Du coup jusqu’au XIIeme siècle le système de couleurs se résume à l’opposition entre la lumière et l’ombre (le pur/le sale etc) d’un côté, entre la couleur et le non-coloré de l’autre. Le blanc a donc deux contraires, le noir et le rouge et à l’extérieur de ce triangle les autres couleurs n’occupent que des rôles secondaires. Le bleu en particulier semble n’avoir aucune existence culturelle. La langue latine l’ignore: les mots « bleu » et « azur » viennent de l’allemand (blau) et de l’arabe (lazaward); aucun nom de lieu ou de personne n’y fait référence, contrairement au blanc, au noir et au rouge; aucune trace dans le culte chrétien qui disserte par contre longuement des différentes nuances de rouge (ruber, coccinus et purpureus), de blanc (albus et candidus) et de noir (ater et niger)…

L’attribut royal et marial

Le bleu ne semble naître culturellement qu’au XIIeme siècle. Alors que le culte chrétien ne voyait jusque là dans la couleur qu’une forme matérielle, dégradable et terrienne, certains religieux comme l’abbé Suger sont convaincus au contraire du caractère lumineux -donc divin- de la lumière. Sous son impulsion, la basilique de Saint-Denis se pare de rayons colorées.
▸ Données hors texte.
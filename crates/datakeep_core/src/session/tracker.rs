//! In-memory change set.
//!
//! # Invariants
//! - At most one entry per `(entity type, key)`. Distinct entity types over
//!   the same table keep separate identities.
//! - Entries keep registration order; pending writes are emitted in it.
//! - `original` holds the last known persisted column values, or `None` for
//!   entries never read from the store.

use crate::entity::{Entity, EntityKey};
use crate::session::sql;
use rusqlite::types::Value;
use rusqlite::Connection;
use std::any::{Any, TypeId};
use std::collections::{BTreeMap, HashMap};
use std::fmt::Debug;

/// Tracked state of one entity in the change set.
#[derive(Debug, Clone, Copy, PartialEq, Eq)]
pub enum EntityState {
    Unchanged,
    Added,
    Modified,
    Deleted,
}

/// Read-only view of one change-set entry.
#[derive(Debug, Clone, PartialEq, Eq)]
pub struct EntrySummary {
    pub table: &'static str,
    pub key: EntityKey,
    pub state: EntityState,
}

/// Type-erased access to a tracked entity.
pub(crate) trait TrackedEntity: Debug {
    fn entity_type(&self) -> TypeId;
    fn table(&self) -> &'static str;
    fn key_columns(&self) -> &'static [&'static str];
    fn columns(&self) -> &'static [&'static str];
    fn entity_key(&self) -> EntityKey;
    fn column_values(&self) -> Vec<Value>;
    fn reload(&self, conn: &Connection) -> rusqlite::Result<Option<Box<dyn TrackedEntity>>>;
    fn as_any(&self) -> &dyn Any;
}

impl<E: Entity> TrackedEntity for E {
    fn entity_type(&self) -> TypeId {
        TypeId::of::<E>()
    }

    fn table(&self) -> &'static str {
        E::TABLE
    }

    fn key_columns(&self) -> &'static [&'static str] {
        E::KEY_COLUMNS
    }

    fn columns(&self) -> &'static [&'static str] {
        E::COLUMNS
    }

    fn entity_key(&self) -> EntityKey {
        self.key()
    }

    fn column_values(&self) -> Vec<Value> {
        self.values()
    }

    fn reload(&self, conn: &Connection) -> rusqlite::Result<Option<Box<dyn TrackedEntity>>> {
        let fresh = sql::select_by_key::<E>(conn, &self.key())?;
        Ok(fresh.map(|entity| Box::new(entity) as Box<dyn TrackedEntity>))
    }

    fn as_any(&self) -> &dyn Any {
        self
    }
}

#[derive(Debug)]
pub(crate) struct TrackedEntry {
    pub(crate) state: EntityState,
    pub(crate) entity: Box<dyn TrackedEntity>,
    pub(crate) original: Option<Vec<Value>>,
}

/// A write the next save must apply.
#[derive(Debug)]
pub(crate) struct PendingWrite {
    pub(crate) state: EntityState,
    pub(crate) table: &'static str,
    pub(crate) key_columns: &'static [&'static str],
    pub(crate) columns: &'static [&'static str],
    pub(crate) key: EntityKey,
    pub(crate) values: Vec<Value>,
}

type EntryId = (TypeId, EntityKey);

#[derive(Debug, Default)]
pub(crate) struct ChangeTracker {
    entries: BTreeMap<u64, TrackedEntry>,
    index: HashMap<EntryId, u64>,
    next_seq: u64,
}

impl ChangeTracker {
    pub(crate) fn get<E: Entity>(&self, key: &EntityKey) -> Option<&TrackedEntry> {
        let seq = self.index.get(&entry_id::<E>(key))?;
        self.entries.get(seq)
    }

    pub(crate) fn get_mut<E: Entity>(&mut self, key: &EntityKey) -> Option<&mut TrackedEntry> {
        let seq = self.index.get(&entry_id::<E>(key))?;
        self.entries.get_mut(seq)
    }

    pub(crate) fn contains<E: Entity>(&self, key: &EntityKey) -> bool {
        self.index.contains_key(&entry_id::<E>(key))
    }

    /// Adds a new entry. Callers check `contains` first.
    pub(crate) fn track(
        &mut self,
        entity: Box<dyn TrackedEntity>,
        state: EntityState,
        original: Option<Vec<Value>>,
    ) {
        let id = (entity.entity_type(), entity.entity_key());
        let seq = self.next_seq;
        self.next_seq += 1;
        self.index.insert(id, seq);
        self.entries.insert(
            seq,
            TrackedEntry {
                state,
                entity,
                original,
            },
        );
    }

    pub(crate) fn detach<E: Entity>(&mut self, key: &EntityKey) -> Option<TrackedEntry> {
        let seq = self.index.remove(&entry_id::<E>(key))?;
        self.entries.remove(&seq)
    }

    pub(crate) fn has_changes(&self) -> bool {
        self.entries
            .values()
            .any(|entry| entry.state != EntityState::Unchanged)
    }

    pub(crate) fn summaries(&self) -> Vec<EntrySummary> {
        self.entries
            .values()
            .map(|entry| EntrySummary {
                table: entry.entity.table(),
                key: entry.entity.entity_key(),
                state: entry.state,
            })
            .collect()
    }

    pub(crate) fn pending_writes(&self) -> Vec<PendingWrite> {
        self.entries
            .values()
            .filter(|entry| entry.state != EntityState::Unchanged)
            .map(|entry| PendingWrite {
                state: entry.state,
                table: entry.entity.table(),
                key_columns: entry.entity.key_columns(),
                columns: entry.entity.columns(),
                key: entry.entity.entity_key(),
                values: entry.entity.column_values(),
            })
            .collect()
    }

    /// Marks every pending write as persisted.
    pub(crate) fn accept_all(&mut self) {
        let deleted: Vec<u64> = self
            .entries
            .iter()
            .filter(|(_, entry)| entry.state == EntityState::Deleted)
            .map(|(seq, _)| *seq)
            .collect();
        for seq in deleted {
            self.remove_seq(seq);
        }

        for entry in self.entries.values_mut() {
            if matches!(entry.state, EntityState::Added | EntityState::Modified) {
                entry.original = Some(entry.entity.column_values());
                entry.state = EntityState::Unchanged;
            }
        }
    }

    /// Re-synchronizes every entry not pending add with the store.
    ///
    /// Entries whose row is gone are detached. Every entry is attempted even
    /// after a failed reload; the first failure is returned and the entries
    /// that failed keep their local state. Returns the number of entries
    /// refreshed.
    pub(crate) fn reload_persisted(&mut self, conn: &Connection) -> rusqlite::Result<usize> {
        let targets: Vec<u64> = self
            .entries
            .iter()
            .filter(|(_, entry)| entry.state != EntityState::Added)
            .map(|(seq, _)| *seq)
            .collect();

        let mut refreshed = 0;
        let mut first_error = None;
        for seq in targets {
            let Some(entry) = self.entries.get(&seq) else {
                continue;
            };
            let reloaded = match entry.entity.reload(conn) {
                Ok(reloaded) => reloaded,
                Err(err) => {
                    first_error.get_or_insert(err);
                    continue;
                }
            };
            match reloaded {
                Some(fresh) => {
                    if let Some(entry) = self.entries.get_mut(&seq) {
                        entry.original = Some(fresh.column_values());
                        entry.entity = fresh;
                        entry.state = EntityState::Unchanged;
                        refreshed += 1;
                    }
                }
                None => self.remove_seq(seq),
            }
        }
        match first_error {
            Some(err) => Err(err),
            None => Ok(refreshed),
        }
    }

    pub(crate) fn clear(&mut self) {
        self.entries.clear();
        self.index.clear();
    }

    fn remove_seq(&mut self, seq: u64) {
        if let Some(entry) = self.entries.remove(&seq) {
            self.index
                .remove(&(entry.entity.entity_type(), entry.entity.entity_key()));
        }
    }
}

fn entry_id<E: Entity>(key: &EntityKey) -> EntryId {
    (TypeId::of::<E>(), key.clone())
}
Le bleu en profite pour se faire plus présent et comme sa fabrication coûte cher, il devient la couleur officielle du l’habit de Marie, en remplacement des couleurs sombres signalant d’habitude son deuil. Louis IX à son tour délaisse le noir pour un manteau bleu et la mode se propage à toute la noblesse: une armoirie sur trois comporte du bleu au début du XVeme!

Peu à peu l’opposition blanc-noir et blanc-rouge se complète avec une opposition entre rouge et bleu. Chaque couleur a ses teinturiers spécifiques qui ne se mélangent pas et se vouent une méfiance tenace. Dans la vague de puritanisme qui traverse le Moyen-Age et se prolonge par la Réforme, le rouge devient suspect, symbole de faste et de luxe à cause des pigments coûteux qu’il utilise. A partir du XIVeme siècle, le noir devient la couleur vestimentaire par excellente. Notre goût pour les smokings, costumes et robes sombres sont l’héritage direct de cette époque où les couleurs étaient réservées à certains métiers ou certaines conditions sociales. Dans cette codification, le bleu n’est ni interdit ni prescrit, c’est une variante tolérée du noir.

La couleur préférée des Français

Alors que le rouge décline dans l’imaginaire symbolique, le bleu s’affirme au contraire comme la seule couleur digne du bon chrétien. L’usage à grande échelle de l’indigo et la découverte de nouveaux colorants (le bleu de Prusse) en démocratisent l’usage en peinture. Est-ce la technique qui en stimule l’usage ou l’inverse? En tous cas même les sciences consacrent le bleu comme la couleur centrale lorsque Newton découvre la décomposition du spectre de la lumière blanche. Paré de bleu, le Werther de Goethe dote cette couleur d’une connotation nouvelle, celle du romantisme, de la « souffrance douce » dont le blues conservera l’esprit. Durant les affrontements idéologiques du 18eme et du 19eme siècles, le bleu passe entre les mailles , inaperçu et comme protégé des passions politiques des deux camps. Il réussit même l’exploit de faire la jonction dans le drapeau français, entre le blanc royaliste et le rouge révolutionnaire, incarnant définitivement « l’esprit français ».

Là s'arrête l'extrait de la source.